◆ ASSIGNMENT
Beginning with the line where "fn clear(&mut self);" occurs, transcribe every line exactly through the last line of the listing below, and no others.

◆ INFORMATION
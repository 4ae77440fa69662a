//! # Store Contract
//!
//! Every eviction policy in this crate exposes the same narrow capability
//! set through [`CacheStore`]. Callers pick a policy at construction time and
//! drive it only through this trait; nothing here exposes ordering lists,
//! frequency buckets or scores.
//!
//! ```text
//!                ┌──────────────────────────────────────────┐
//!                │            CacheStore<K, V>              │
//!                │                                          │
//!                │  get(&mut, &K) → Option<&V>   hit/miss   │
//!                │  put(&mut, K, V) → Option<(K, V)>        │
//!                │  contains(&, &K) → bool       no effects │
//!                │  len / is_empty / capacity               │
//!                │  clear(&mut)                  keeps stats│
//!                │  stats(&) → CacheStats                   │
//!                └───────────────────┬──────────────────────┘
//!                                    │
//!          ┌─────────────────────────┼─────────────────────────┐
//!          ▼                         ▼                         ▼
//!   ┌──────────────┐         ┌──────────────┐         ┌──────────────────┐
//!   │  LruCache    │         │  LfuCache    │         │  HybridCache     │
//!   │ recency list │         │ freq buckets │         │ scan + score     │
//!   └──────────────┘         └──────────────┘         └──────────────────┘
//! ```
//!
//! | Operation  | Counters touched        | Reorders entries |
//! |------------|-------------------------|------------------|
//! | `get`      | hits or misses          | on hit           |
//! | `put`      | evictions (if evicting) | yes              |
//! | `contains` | none                    | no               |
//! | `clear`    | none                    | removes all      |
//!
//! ## Thread Safety
//!
//! Stores are single-threaded and hold no locks. Wrap a store in a `Mutex`
//! if it has to be shared; every operation then needs the lock.

use crate::metrics::{CacheStats, StatsSnapshot};

/// Fixed-capacity key-value store with a built-in eviction policy.
///
/// # Example
///
/// ```
/// use evictkit::policy::lru::LruCache;
/// use evictkit::traits::CacheStore;
///
/// fn replay<C: CacheStore<u32, u32>>(cache: &mut C, pages: &[u32]) {
///     for &page in pages {
///         if cache.get(&page).is_none() {
///             cache.put(page, page);
///         }
///     }
/// }
///
/// let mut cache = LruCache::new(2);
/// replay(&mut cache, &[1, 2, 1, 3, 1]);
/// assert_eq!(cache.hits(), 2);
/// assert_eq!(cache.misses(), 3);
/// assert_eq!(cache.evictions(), 1);
/// ```
pub trait CacheStore<K, V> {
    /// Looks up `key`.
    ///
    /// A hit counts a hit and refreshes the entry's policy metadata; a miss
    /// counts a miss and returns `None`.
    fn get(&mut self, key: &K) -> Option<&V>;

    /// Inserts or updates `key`.
    ///
    /// Updating an existing key never evicts. Inserting a new key into a
    /// full store first evicts one entry, which is returned.
    ///
    /// ```
    /// use evictkit::policy::lru::LruCache;
    /// use evictkit::traits::CacheStore;
    ///
    /// let mut cache = LruCache::new(1);
    /// assert_eq!(cache.put("a", 1), None);
    /// assert_eq!(cache.put("a", 2), None);
    /// assert_eq!(cache.put("b", 3), Some(("a", 2)));
    /// ```
    fn put(&mut self, key: K, value: V) -> Option<(K, V)>;

    /// Presence check with no side effects on ordering or counters.
    fn contains(&self, key: &K) -> bool;

    /// Number of resident entries.
    fn len(&self) -> usize;

    fn is_empty(&self) -> bool {
        self.len() == 0
    }

    /// Maximum number of resident entries.
    fn capacity(&self) -> usize;

    /// Drops every entry. Hit/miss/eviction counters are kept.
    fn clear(&mut self);

    /// Current counters.
    fn stats(&self) -> CacheStats;

    /// Short policy label used in snapshots and exports.
    fn policy_name(&self) -> &'static str;

    fn hits(&self) -> u64 {
        self.stats().hits
    }

    fn misses(&self) -> u64 {
        self.stats().misses
    }

    fn evictions(&self) -> u64 {
        self.stats().evictions
    }

    /// `hits / (hits + misses)`, `0.0` before any lookup.
    fn hit_ratio(&self) -> f64 {
        self.stats().hit_ratio()
    }

    /// Counters plus occupancy, labelled with the policy.
    fn snapshot(&self) -> StatsSnapshot {
        StatsSnapshot::new(self.policy_name(), self.stats(), self.len(), self.capacity())
    }
}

◆ RESPONSE AREA
    fn clear(&mut self);

    /// Current counters.
    fn stats(&self) -> CacheStats;

    /// Short policy label used in snapshots and exports.
    fn policy_name(&self) -> &'static str;

    fn hits(&self) -> u64 {
        self.stats().hits
    }

    fn misses(&self) -> u64 {
        self.stats().misses
    }

    fn evictions(&self) -> u64 {
        self.stats().evictions
    }

    /// `hits / (hits + misses)`, `0.0` before any lookup.
    fn hit_ratio(&self) -> f64 {
        self.stats().hit_ratio()
    }

    /// Counters plus occupancy, labelled with the policy.
    fn snapshot(&self) -> StatsSnapshot {
        StatsSnapshot::new(self.policy_name(), self.stats(), self.len(), self.capacity())
    }
}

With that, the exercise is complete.